Dick came in from the backyard with an armful of wood and stacked it carefully beside the hearth. Then he stood silent and respectful, looking at Granny.
Dick had grown taller, Kitty thought, and next time he went to camp, as he threatened to do every day or so, it wasn’t likely they’d send him home for being too young. Sometimes he and Timothy went to the cow pasture at the foot of Bunker Hill and practiced a little with Timothy’s gun—not much, though, because they didn’t want to waste powder and ball. Suddenly she realized Dick was speaking. He looked at her, but he addressed himself to Granny.
“I thank you for bringing me down here, near where I wanted to be.
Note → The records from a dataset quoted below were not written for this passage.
//! Telemetry messages sent by the engine over UDP.
//!
//! Every run-status datagram is a full snapshot of the run: the newest one
//! received replaces whatever was shown before. Nothing here merges two
//! snapshots.

use std::collections::BTreeMap;
use std::fmt::{Display, Formatter};

use serde::{Deserialize, Deserializer, Serialize};
use thiserror::Error;

/// Status of a suite, script, test or instruction.
#[derive(Debug, Clone, Copy, PartialEq, Eq, PartialOrd, Ord, Hash, Serialize, Deserialize)]
#[serde(from = "String", into = "String")]
pub enum RunStatus {
    Waiting,
    Active,
    Stopped,
    Passed,
    Failed,
    Error,
    Timeout,
    Aborted,
    Disabled,
    /// Any status string this build does not know about.
    Unknown,
}

impl RunStatus {
    pub fn as_str(&self) -> &'static str {
        match self {
            RunStatus::Waiting => "waiting",
            RunStatus::Active => "active",
            RunStatus::Stopped => "stopped",
            RunStatus::Passed => "passed",
            RunStatus::Failed => "failed",
            RunStatus::Error => "error",
            RunStatus::Timeout => "timeout",
            RunStatus::Aborted => "aborted",
            RunStatus::Disabled => "disabled",
            RunStatus::Unknown => "unknown",
        }
    }

    /// Whether a node with this status will not change again.
    #[must_use]
    pub fn is_terminal(&self) -> bool {
        !matches!(
            self,
            RunStatus::Waiting | RunStatus::Active | RunStatus::Unknown
        )
    }

    #[must_use]
    pub fn is_failure(&self) -> bool {
        matches!(
            self,
            RunStatus::Failed | RunStatus::Error | RunStatus::Timeout | RunStatus::Aborted
        )
    }
}

impl From<String> for RunStatus {
    fn from(value: String) -> Self {
        match value.to_lowercase().as_str() {
            "waiting" => RunStatus::Waiting,
            "active" => RunStatus::Active,
            "stopped" => RunStatus::Stopped,
            "passed" => RunStatus::Passed,
            "failed" => RunStatus::Failed,
            "error" => RunStatus::Error,
            "timeout" => RunStatus::Timeout,
            "aborted" => RunStatus::Aborted,
            "disabled" => RunStatus::Disabled,
            _ => RunStatus::Unknown,
        }
    }
}

impl From<RunStatus> for String {
    fn from(value: RunStatus) -> Self {
        value.as_str().to_string()
    }
}

impl Display for RunStatus {
    fn fmt(&self, f: &mut Formatter<'_>) -> std::fmt::Result {
        f.write_str(self.as_str())
    }
}

/// The engine is not consistent about numbering fields; accept both forms.
fn string_or_number<'de, D>(deserializer: D) -> Result<String, D::Error>
where
    D: Deserializer<'de>,
{
    #[derive(Deserialize)]
    #[serde(untagged)]
    enum Label {
        Text(String),
        Number(serde_json::Number),
    }

    Ok(match Label::deserialize(deserializer)? {
        Label::Text(text) => text,
        Label::Number(number) => number.to_string(),
    })
}

#[derive(Debug, Clone, PartialEq, Serialize, Deserialize)]
pub struct InstructionStatus {
    pub instruction: String,
    pub status: RunStatus,
    #[serde(default)]
    pub data: serde_json::Value,
    pub details: Option<String>,
    pub comment: Option<String>,
    pub description: Option<String>,
    pub wait: Option<f64>,
}

#[derive(Debug, Clone, PartialEq, Serialize, Deserialize)]
pub struct TestStatus {
    #[serde(deserialize_with = "string_or_number")]
    pub test_number: String,
    pub status: RunStatus,
    pub details: Option<String>,
    pub description: Option<String>,
    pub comment: Option<String>,
    pub instructions: Vec<InstructionStatus>,
}

#[derive(Debug, Clone, PartialEq, Serialize, Deserialize)]
pub struct ScriptStatus {
    pub path: String,
    #[serde(deserialize_with = "string_or_number")]
    pub test_script_number: String,
    pub status: RunStatus,
    pub details: Option<String>,
    pub tests: Vec<TestStatus>,
}

/// A full snapshot of run progress.
#[derive(Debug, Clone, PartialEq, Serialize, Deserialize)]
pub struct RunStatusMessage {
    pub elapsed_time: f64,
    pub status: RunStatus,
    pub details: Option<String>,
    pub scripts: Vec<ScriptStatus>,
}

/// Position of the instruction currently executing.
#[derive(Debug, Clone, PartialEq, Eq)]
pub struct ActiveStep<'a> {
    pub script: &'a str,
    pub test_number: &'a str,
    pub instruction_index: usize,
    pub instruction: &'a str,
}

/// Count of nodes per status at one level of the tree.
pub type StatusTally = BTreeMap<RunStatus, usize>;

impl RunStatusMessage {
    pub fn tests(&self) -> impl Iterator<Item = &TestStatus> {
        self.scripts.iter().flat_map(|script| script.tests.iter())
    }

    pub fn instructions(&self) -> impl Iterator<Item = &InstructionStatus> {
        self.tests().flat_map(|test| test.instructions.iter())
    }

    #[must_use]
    pub fn script_tally(&self) -> StatusTally {
        tally(self.scripts.iter().map(|script| script.status))
    }

    #[must_use]
    pub fn test_tally(&self) -> StatusTally {
        tally(self.tests().map(|test| test.status))
    }

    #[must_use]
    pub fn instruction_tally(&self) -> StatusTally {
        tally(self.instructions().map(|instruction| instruction.status))
    }

    /// First instruction reported as active, if any.
    #[must_use]
    pub fn active_step(&self) -> Option<ActiveStep<'_>> {
        for script in &self.scripts {
            for test in &script.tests {
                let found = test
                    .instructions
                    .iter()
                    .enumerate()
                    .find(|(_, instruction)| instruction.status == RunStatus::Active);

                if let Some((instruction_index, instruction)) = found {
                    return Some(ActiveStep {
                        script: &script.path,
                        test_number: &test.test_number,
                        instruction_index,
                        instruction: &instruction.instruction,
                    });
                }
            }
        }

        None
    }
}

fn tally(statuses: impl Iterator<Item = RunStatus>) -> StatusTally {
    let mut counts = StatusTally::new();
    for status in statuses {
        *counts.entry(status).or_insert(0) += 1;
    }
    counts
}

/// Request for interactive input over the network.
///
/// Decoded so it can be told apart from garbage, but not acted upon yet.
#[derive(Debug, Clone, PartialEq, Serialize, Deserialize)]
pub struct InputRequest {
    pub path: Option<String>,
    pub test_name: Option<String>,
    pub test_number: Option<serde_json::Value>,
    pub instruction_index: Option<usize>,
    #[serde(rename = "continue")]
    pub proceed: bool,
}

/// Every datagram shape the listener recognizes.
#[derive(Debug, Clone, PartialEq)]
pub enum TelemetryMessage {
    RunStatus(Box<RunStatusMessage>),
    InputRequest(InputRequest),
}

#[derive(Error, Debug)]
pub enum DecodeError {
    #[error("Datagram is not valid JSON: {}", .0)]
    InvalidJson(#[from] serde_json::Error),

    #[error("Datagram is neither a run status nor an input request")]
    Unrecognized,
}

impl TelemetryMessage {
    /// Decodes one datagram: first as a run status, then as an input request.
    ///
    /// # Errors
    ///
    /// Returns [`DecodeError`] for invalid JSON or an unrecognized shape.
    pub fn decode(datagram: &[u8]) -> Result<Self, DecodeError> {
        let value: serde_json::Value = serde_json::from_slice(datagram)?;

        if let Ok(status) = RunStatusMessage::deserialize(&value) {
            return Ok(TelemetryMessage::RunStatus(Box::new(status)));
        }

        if let Ok(request) = InputRequest::deserialize(&value) {
            return Ok(TelemetryMessage::InputRequest(request));
        }

        Err(DecodeError::Unrecognized)
    }
}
But I’m quitting your service now, Ma’am Greenleaf.”
“Oh, go get yourself a slice of bread and molasses, and you’ll think better of it,” said Granny. “You can put maple sugar on it, too,” she added.
Dick’s face grew red, and his young voice had an unfamiliar harshness in it. “You’ve fed me well enough, Ma’am. It’s not on account of the food and wages I’m leaving.”
“What is it then, and what do you think to do?” asked Gran, with an air of rapidly exhausting patience.
“Up the Mystic a ways—in one o’ the swamps there—some men from Gloucester are building fire boats. I been in the ship-building trade. They said I could help them.”